§ **WORK TASK**
Whichever lines of the material contain "PatternStore", copy each of them.

§ **STORED DATA**
//! # Ants Core
//!
//! Fixed-budget building blocks shared by every renderer:
//! - Slot ranges and the pattern store that remembers which logical image
//!   occupies which physical pattern slots
//! - A double-buffered frame that presents only dirty regions
//! - The reset latch polled between frames
//!
//! ## Architecture Rules
//!
//! 1. **No heap allocations after construction** - stores are fixed arrays
//! 2. **One owner per slot range** - ranges never overlap inside a store
//! 3. **Present is the only path to the screen** - the back buffer is private
//!
//! ## Example
//!
//! ```rust,ignore
//! use ants_core::{PatternStore, SlotRange};
//!
//! let mut store: PatternStore<u8, 2> =
//!     PatternStore::new([SlotRange::new(10, 4), SlotRange::new(14, 4)]);
//! store.ensure_resident(0, 7, |range| upload(range));
//! ```

#![warn(missing_docs)]
#![deny(unsafe_code)]
#![deny(clippy::all)]
#![warn(clippy::pedantic)]
#![deny(clippy::perf)]

pub mod memory;
pub mod sync;

pub use memory::{CacheEntry, PatternStore, Residency, SlotRange, StoreStats};
pub use sync::{DirtySet, DirtySync, DoubleBuffer, FrontReader, ResetLatch};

§ **SOLUTION TO THIS PROBLEM**
//! use ants_core::{PatternStore, SlotRange};
//! let mut store: PatternStore<u8, 2> =
//!     PatternStore::new([SlotRange::new(10, 4), SlotRange::new(14, 4)]);
pub use memory::{CacheEntry, PatternStore, Residency, SlotRange, StoreStats};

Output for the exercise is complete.